Art ancien

XVIIE SIÈCLE / EXPOLOGIE

Une rétrospective Ribera complète et juste

Par Marion Krauze · Le Journal des Arts

Le 22 janvier 2025 - 731 mots

PARIS

Le Petit Palais met à l’honneur le peintre d’origine espagnole, héritier du Caravage, dans un parcours aéré et édifiant.

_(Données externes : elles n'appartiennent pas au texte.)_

//! In-memory cache backend.
//!
//! A `RwLock<HashMap>` with per-entry expiry instants. Used by tests and by
//! dev mode when no Redis is configured. Expired entries are treated as
//! absent on read and purged opportunistically on write.

use std::collections::HashMap;
use std::sync::RwLock;
use std::time::{Duration, Instant};

use async_trait::async_trait;

use crate::error::{CacheError, CacheResult};
use crate::traits::CacheStore;

struct Entry {
    value: Vec<u8>,
    expires_at: Instant,
}

impl Entry {
    fn is_expired(&self, now: Instant) -> bool {
        now >= self.expires_at
    }
}

/// Process-local cache store with TTL semantics.
#[derive(Default)]
pub struct MemoryCacheStore {
    entries: RwLock<HashMap<String, Entry>>,
}

impl MemoryCacheStore {
    pub fn new() -> Self {
        Self::default()
    }

    /// Number of live (unexpired) entries. A poisoned lock counts as empty.
    pub fn len(&self) -> usize {
        let now = Instant::now();
        self.entries
            .read()
            .map(|entries| entries.values().filter(|e| !e.is_expired(now)).count())
            .unwrap_or(0)
    }

    pub fn is_empty(&self) -> bool {
        self.len() == 0
    }
}

/// Glob matching with `*` (any run) and `?` (any single char), the subset of
/// Redis KEYS patterns the catalog uses.
fn glob_match(pattern: &str, key: &str) -> bool {
    let p: Vec<char> = pattern.chars().collect();
    let k: Vec<char> = key.chars().collect();

    // Iterative matcher with backtracking over the last `*`.
    let (mut pi, mut ki) = (0usize, 0usize);
    let (mut star, mut star_ki) = (None::<usize>, 0usize);

    while ki < k.len() {
        if pi < p.len() && (p[pi] == '?' || p[pi] == k[ki]) {
            pi += 1;
            ki += 1;
        } else if pi < p.len() && p[pi] == '*' {
            star = Some(pi);
            star_ki = ki;
            pi += 1;
        } else if let Some(s) = star {
            pi = s + 1;
            star_ki += 1;
            ki = star_ki;
        } else {
            return false;
        }
    }
    while pi < p.len() && p[pi] == '*' {
        pi += 1;
    }
    pi == p.len()
}

#[async_trait]
impl CacheStore for MemoryCacheStore {
    async fn get(&self, key: &str) -> CacheResult<Option<Vec<u8>>> {
        let entries = self
            .entries
            .read()
            .map_err(|_| CacheError::unavailable("cache lock poisoned"))?;
        Ok(entries
            .get(key)
            .filter(|e| !e.is_expired(Instant::now()))
            .map(|e| e.value.clone()))
    }

    async fn set_with_ttl(&self, key: &str, value: Vec<u8>, ttl: Duration) -> CacheResult<()> {
        let ttl = ttl.max(Duration::from_secs(1));
        let now = Instant::now();
        let mut entries = self
            .entries
            .write()
            .map_err(|_| CacheError::unavailable("cache lock poisoned"))?;
        entries.retain(|_, e| !e.is_expired(now));
        entries.insert(
            key.to_string(),
            Entry {
                value,
                expires_at: now + ttl,
            },
        );
        Ok(())
    }

    async fn delete(&self, key: &str) -> CacheResult<u64> {
        let mut entries = self
            .entries
            .write()
            .map_err(|_| CacheError::unavailable("cache lock poisoned"))?;
        Ok(match entries.remove(key) {
            Some(e) if !e.is_expired(Instant::now()) => 1,
            _ => 0,
        })
    }

    async fn keys(&self, pattern: &str) -> CacheResult<Vec<String>> {
        let now = Instant::now();
        let entries = self
            .entries
            .read()
            .map_err(|_| CacheError::unavailable("cache lock poisoned"))?;
        Ok(entries
            .iter()
            .filter(|(_, e)| !e.is_expired(now))
            .filter(|(k, _)| glob_match(pattern, k))
            .map(|(k, _)| k.clone())
            .collect())
    }

    async fn ping(&self) -> CacheResult<()> {
        Ok(())
    }
}

#[cfg(test)]
mod tests {
    use super::*;

    #[test]
    fn test_glob_match() {
        assert!(glob_match("products:*", "products:all"));
        assert!(glob_match("products:*", "products:search:widget"));
        assert!(!glob_match("products:*", "sessions:all"));
        assert!(glob_match("*", "anything"));
        assert!(glob_match("products:categor?:tools", "products:category:tools"));
        assert!(!glob_match("products:all", "products:all:extra"));
    }

    #[tokio::test]
    async fn test_set_get_delete() {
        let cache = MemoryCacheStore::new();
        cache
            .set_with_ttl("k", b"v".to_vec(), Duration::from_secs(30))
            .await
            .unwrap();

        assert_eq!(cache.get("k").await.unwrap(), Some(b"v".to_vec()));
        assert_eq!(cache.delete("k").await.unwrap(), 1);
        assert_eq!(cache.get("k").await.unwrap(), None);
        assert_eq!(cache.delete("k").await.unwrap(), 0);
    }

    #[tokio::test]
    async fn test_expired_entry_is_a_miss() {
        let cache = MemoryCacheStore::new();
        cache
            .set_with_ttl("k", b"v".to_vec(), Duration::from_secs(1))
            .await
            .unwrap();
        assert!(cache.get("k").await.unwrap().is_some());

        tokio::time::sleep(Duration::from_millis(1100)).await;
        assert_eq!(cache.get("k").await.unwrap(), None);
        assert!(cache.keys("*").await.unwrap().is_empty());
    }

    #[tokio::test]
    async fn test_delete_by_pattern() {
        let cache = MemoryCacheStore::new();
        let ttl = Duration::from_secs(30);
        cache.set_with_ttl("products:all", b"a".to_vec(), ttl).await.unwrap();
        cache
            .set_with_ttl("products:search:x", b"b".to_vec(), ttl)
            .await
            .unwrap();
        cache.set_with_ttl("other:key", b"c".to_vec(), ttl).await.unwrap();

        let deleted = cache.delete_by_pattern("products:*").await.unwrap();
        assert_eq!(deleted, 2);
        assert_eq!(cache.get("other:key").await.unwrap(), Some(b"c".to_vec()));
        assert_eq!(cache.get("products:all").await.unwrap(), None);
    }

    #[tokio::test]
    async fn test_keys_enumeration() {
        let cache = MemoryCacheStore::new();
        let ttl = Duration::from_secs(30);
        cache.set_with_ttl("products:all", b"a".to_vec(), ttl).await.unwrap();
        cache
            .set_with_ttl("products:category:tools", b"b".to_vec(), ttl)
            .await
            .unwrap();

        let mut keys = cache.keys("products:*").await.unwrap();
        keys.sort();
        assert_eq!(keys, vec!["products:all", "products:category:tools"]);
    }
}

Jusepe José de Ribera (1591-1652), Apollon et Marsyas , 1637, huile sur toile, 182 × 232 cm, Museo e Real Bosco di Capodimonte, Naples. © L. Romano
José de Ribera (1591-1652), Apollon et Marsyas, 1637, huile sur toile, 182 × 232 cm, Museo e Real Bosco di Capodimonte, Naples.
© L. Romano

Paris. Ténébrisme dramatique, gestuelle exacerbée, réalisme cru des corps vieillissants et souffrants… Au Petit Palais, le préambule de l’exposition énonce d’emblée le propos : celui de rendre hommage à la virtuosité de José de Ribera (1591-1652), l’« héritier terrible du Caravage », selon ses contemporains, jugé aussi « plus sombre et plus féroce » que le grand maître italien. Mais à cela s’ajoute la volonté de combler une lacune. « Étonnamment, Ribera est peu à peu tombé dans l’oubli en France, et ce malgré la renommée exceptionnelle qu’il a connue en son temps, déplore Maïté Metz, co-commissaire de l’exposition et conservatrice des peintures anciennes au Petit Palais. Il n’a jamais fait l’objet d’une rétrospective en France »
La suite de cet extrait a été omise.